Feature-based algorithm for aligning two sequences of phones.

Based on Kondrak 2002

Expand source code
class ReAline:
    """
    Feature-based algorithm for aligning two sequences of phones.

    Based on Kondrak 2002
    """

    inf = float("inf")

    def __init__(
        self,
        similarity_matrix=features.similarity_matrix,
        feature_matrix=features.feature_matrix,
        salience=features.salience,
        consonants=features.consonants,
        C_skip=features.C_skip,
        C_vwl=features.C_vwl,
        C_sub=features.C_sub,
        C_exp=features.C_exp,
        R_c=features.R_c,
        R_v=features.R_v,
    ):
        self.similarity_matrix = similarity_matrix
        self.feature_matrix = feature_matrix
        self.consonants = consonants
        self.salience = salience
        self.C_skip = C_skip
        # weight assigned to vowel, consonant pairs
        self.C_vwl = C_vwl
        self.C_sub = C_sub
        self.C_exp = C_exp
        # List of relevant features for consonants
        self.R_c = R_c
        # List of relevant features for vowels
        self.R_v = R_v
        # sanity check
        self.sanity_check()

    @staticmethod
    def phoneme_errors(alignments: Sequence[Tuple[Text, Text]]) -> PhonemeErrors:
        """
        Counts insertions, deletions, and substitutions according to the output of Re-Aline
        """
        insertions = []
        deletions = []
        substitutions = []
        for pair in alignments:
            (phone_1, phone_2) = pair
            if phone_1 == "-":
                insertions.append(pair)
            elif phone_2 == "-":
                deletions.append(pair)
            elif phone_1 != phone_2 and phone_1 != "-" and phone_2 != "-":
                substitutions.append(pair)
        return PhonemeErrors(
            insertions=insertions, deletions=deletions, substitutions=substitutions
        )

    def sanity_check(self):
        """
        Sanity check that ensures necessary features are present
        """

        similarity_matrix = self.similarity_matrix
        feature_matrix = self.feature_matrix
        salience = self.salience
        consonants = self.consonants

        # ensure all salience values are found in feature matrix
        feats = set()
        feat_values = set()
        for phone_fm in feature_matrix.values():
            for (k, v) in phone_fm.items():
                feats.add(k)
                feat_values.add(v)

        assert (
            len(salience.keys() - feats) == 0
        ), f"salience and features for each sound in feature_matrix do not match: {salience.keys() - feats}"

        assert (
            len(similarity_matrix.keys() - feat_values) == 0
        ), f"similarity_matrix and feature values for each sound in feature_matrix do not match: {similarity_matrix.keys() - feat_values}"

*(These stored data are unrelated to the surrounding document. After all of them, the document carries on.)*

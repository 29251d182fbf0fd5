//! JSON REST handlers for service requests.

use std::str::FromStr;

use axum::Json;
use axum::extract::{Path, State};
use axum::http::StatusCode;
use axum::response::{IntoResponse, Response};
use serde::{Deserialize, Serialize};

use tripdesk_app::ports::{ReferenceCatalogs, ServiceRequestRepository};
use tripdesk_app::services::catalog_service::ServiceRequestSummary;
use tripdesk_domain::error::{NotFoundError, TripDeskError, ValidationError};
use tripdesk_domain::id::ServiceRequestId;
use tripdesk_domain::lifecycle::{self, ServiceStatus};
use tripdesk_domain::service_request::ServiceRequest;
use tripdesk_domain::wizard::{self, WizardSession, WizardStep};

use crate::error::ApiError;
use crate::state::AppState;

/// A stored request together with what the client may still do with it.
#[derive(Serialize)]
#[serde(rename_all = "camelCase")]
pub struct ServiceRequestView {
    #[serde(flatten)]
    pub request: ServiceRequest,
    pub editable: bool,
    pub allowed_transitions: &'static [ServiceStatus],
}

impl From<ServiceRequest> for ServiceRequestView {
    fn from(request: ServiceRequest) -> Self {
        Self {
            editable: lifecycle::is_editable(request.status),
            allowed_transitions: request.status.allowed_targets(),
            request,
        }
    }
}

/// Wire form of [`ServiceRequestSummary`].
#[derive(Serialize)]
#[serde(rename_all = "camelCase")]
pub struct SummaryBody {
    pub cliente: Option<String>,
    pub conductor: Option<String>,
    pub vehiculo: Option<String>,
    pub origen: String,
    pub destino: String,
    pub fecha_solicitud: Option<String>,
    pub fecha_realizacion: Option<String>,
    pub tipo_servicio: Option<String>,
    pub estado: String,
    pub observaciones: Option<String>,
}

impl From<ServiceRequestSummary> for SummaryBody {
    fn from(summary: ServiceRequestSummary) -> Self {
        Self {
            cliente: summary.client,
            conductor: summary.driver,
            vehiculo: summary.vehicle,
            origen: summary.origin,
            destino: summary.destination,
            fecha_solicitud: summary.requested_at,
            fecha_realizacion: summary.scheduled_for,
            tipo_servicio: summary.service_type,
            estado: summary.status,
            observaciones: summary.notes,
        }
    }
}

/// A draft as posted by the client.
///
/// `tipoServicio` and `estado` are read as text so an unknown value is
/// reported by the gate of its own step.
#[derive(Deserialize)]
pub struct DraftBody {
    #[serde(rename = "tipoServicio", default)]
    service_type: Option<String>,
    #[serde(rename = "estado", default)]
    status: Option<String>,
    #[serde(flatten)]
    request: ServiceRequest,
}

impl From<DraftBody> for ServiceRequest {
    fn from(body: DraftBody) -> Self {
        let mut draft = body.request;
        if let Some(text) = body.service_type {
            draft.enter_service_type(&text);
        }
        if let Some(text) = body.status {
            draft.enter_status(&text);
        }
        draft
    }
}

/// Outcome of a passing step check.
#[derive(Serialize)]
pub struct StepCheck {
    pub step: WizardStep,
    pub next: Option<WizardStep>,
}

/// Possible responses from the list endpoint.
pub enum ListResponse {
    Ok(Json<Vec<ServiceRequest>>),
}

impl IntoResponse for ListResponse {
    fn into_response(self) -> Response {
        match self {
            Self::Ok(json) => json.into_response(),
        }
    }
}

/// Possible responses from the get, update and cancel endpoints.
pub enum GetResponse {
    Ok(Json<ServiceRequestView>),
}

impl IntoResponse for GetResponse {
    fn into_response(self) -> Response {
        match self {
            Self::Ok(json) => json.into_response(),
        }
    }
}

/// Possible responses from the create endpoint.
pub enum CreateResponse {
    Created(Json<ServiceRequestView>),
}

impl IntoResponse for CreateResponse {
    fn into_response(self) -> Response {
        match self {
            Self::Created(json) => (StatusCode::CREATED, json).into_response(),
        }
    }
}

fn parse_id(id: &str) -> Result<ServiceRequestId, ApiError> {
    ServiceRequestId::from_str(id)
        .map_err(|_| TripDeskError::from(ValidationError::InvalidId(id.to_string())).into())
}

/// `GET /api/service-requests`
pub async fn list<R, C>(State(state): State<AppState<R, C>>) -> Result<ListResponse, ApiError>
where
    R: ServiceRequestRepository + Send + Sync + 'static,
    C: ReferenceCatalogs + Send + Sync + 'static,
{
    let requests = state.submissions.list().await?;
    Ok(ListResponse::Ok(Json(requests)))
}

/// `GET /api/service-requests/{id}`
pub async fn get<R, C>(
    State(state): State<AppState<R, C>>,
    Path(id): Path<String>,
) -> Result<GetResponse, ApiError>
where
    R: ServiceRequestRepository + Send + Sync + 'static,
    C: ReferenceCatalogs + Send + Sync + 'static,
{
    let request = state.submissions.get(parse_id(&id)?).await?;
    Ok(GetResponse::Ok(Json(request.into())))
}

/// `GET /api/service-requests/{id}/summary`
pub async fn summary<R, C>(
    State(state): State<AppState<R, C>>,
    Path(id): Path<String>,
) -> Result<Json<SummaryBody>, ApiError>
where
    R: ServiceRequestRepository + Send + Sync + 'static,
    C: ReferenceCatalogs + Send + Sync + 'static,
{
    let request = state.submissions.get(parse_id(&id)?).await?;
    Ok(Json(state.catalogs.summarize(&request).into()))
}

/// `POST /api/service-requests/validate/{step}`
///
/// Runs every gate from the first step up to `step` on the posted draft.
pub async fn validate<R, C>(
    State(_state): State<AppState<R, C>>,
    Path(step): Path<u8>,
    Json(draft): Json<DraftBody>,
) -> Result<Json<StepCheck>, ApiError>
where
    R: ServiceRequestRepository + Send + Sync + 'static,
    C: ReferenceCatalogs + Send + Sync + 'static,
{
    let step = WizardStep::from_number(step).ok_or_else(|| {
        TripDeskError::from(NotFoundError {
            entity: "WizardStep",
            id: step.to_string(),
        })
    })?;
    wizard::validate_through(step, &draft.into())
        .map_err(|rejection| TripDeskError::from(ValidationError::from(rejection)))?;
    Ok(Json(StepCheck {
        step,
        next: step.next(),
    }))
}

/// `POST /api/service-requests`
///
/// Any `id` in the body is ignored; the stored id is returned.
pub async fn create<R, C>(
    State(state): State<AppState<R, C>>,
    Json(draft): Json<DraftBody>,
) -> Result<CreateResponse, ApiError>
where
    R: ServiceRequestRepository + Send + Sync + 'static,
    C: ReferenceCatalogs + Send + Sync + 'static,
{
    let mut session = WizardSession::open_new();
    session
        .edit(|current| *current = draft.into())
        .map_err(TripDeskError::from)?;

    let id = state.submissions.submit(&mut session).await?;
    let created = state.submissions.get(id).await?;
    Ok(CreateResponse::Created(Json(created.into())))
}

/// `PUT /api/service-requests/{id}`
///
/// The path id wins over any `id` in the body.
pub async fn update<R, C>(
    State(state): State<AppState<R, C>>,
    Path(id): Path<String>,
    Json(draft): Json<DraftBody>,
) -> Result<GetResponse, ApiError>
where
    R: ServiceRequestRepository + Send + Sync + 'static,
    C: ReferenceCatalogs + Send + Sync + 'static,
{
    let mut session = state.submissions.open_for_edit(parse_id(&id)?).await?;
    session
        .edit(|current| *current = draft.into())
        .map_err(TripDeskError::from)?;

    let id = state.submissions.submit(&mut session).await?;
    let updated = state.submissions.get(id).await?;
    Ok(GetResponse::Ok(Json(updated.into())))
}

/// `POST /api/service-requests/{id}/cancel`
pub async fn cancel<R, C>(
    State(state): State<AppState<R, C>>,
    Path(id): Path<String>,
) -> Result<GetResponse, ApiError>
where
    R: ServiceRequestRepository + Send + Sync + 'static,
    C: ReferenceCatalogs + Send + Sync + 'static,
{
    let mut session = state.submissions.open_for_edit(parse_id(&id)?).await?;
    let id = state.submissions.force_cancel(&mut session).await?;
    let cancelled = state.submissions.get(id).await?;
    Ok(GetResponse::Ok(Json(cancelled.into())))
}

        missing = [c for c in consonants if c not in feature_matrix.keys()]
        assert (
            len(missing) == 0
        ), f"Some consonants missing from feature_matrix: {missing}"

    def sigma_skip(self, p: Text) -> int:
        """
        Returns score of an indel of P.
        (Kondrak 2002: 54)
        """
        return self.C_skip

    def V(self, p: Text) -> int:
        """
        Return vowel weight if P is vowel.
        (Kondrak 2002: 54)
        """
        return 0 if p in self.consonants else self.C_vwl

    def R(self, p: Text, q: Text) -> Sequence[Text]:
        """
        Return relevant features for segment comparsion.
        (Kondrak 2002: 54)
        """
        consonants = self.consonants

        return self.R_c if p in consonants or q else self.R_v

    def diff(self, p: Text, q: Text, f: Text) -> int:
        """
        Returns difference between phonetic segments P and Q for feature F.
        (Kondrak 2002: 52, 54)
        """
        p_features, q_features = self.feature_matrix[p], self.feature_matrix[q]
        return abs(
            self.similarity_matrix[p_features[f]]
            - self.similarity_matrix[q_features[f]]
        )

    def delta(self, p: Text, q: Text) -> int:
        """
        Return weighted sum of difference between P and Q.
        (Kondrak 2002: 54)
        """
        features = self.R(p, q)
        total = 0
        for f in features:
            total += self.diff(p, q, f) * self.salience[f]
        return total

    def sigma_sub(self, p: Text, q: Text) -> int:
        """
        Returns score of a substitution of P with Q.
        (Kondrak 2002: 54)
        """
        return self.C_sub - self.delta(p, q) - self.V(p) - self.V(q)

    def sigma_exp(self, p: Text, q: Sequence[Text]) -> int:
        """
        Returns score of an expansion/compression.
        (Kondrak 2002: 54)
        """
        q1 = q[0]
        q2 = q[1]
        return (
            self.C_exp
            - self.delta(p, q1)
            - self.delta(p, q2)
            - self.V(p)
            - max(self.V(q1), self.V(q2))
        )

    def _retrieve(self, i, j, s, S, T, seq1, seq2, out) -> Sequence[Tuple[Text, Text]]:
        """
        Retrieve the path through the similarity matrix S starting at (i, j).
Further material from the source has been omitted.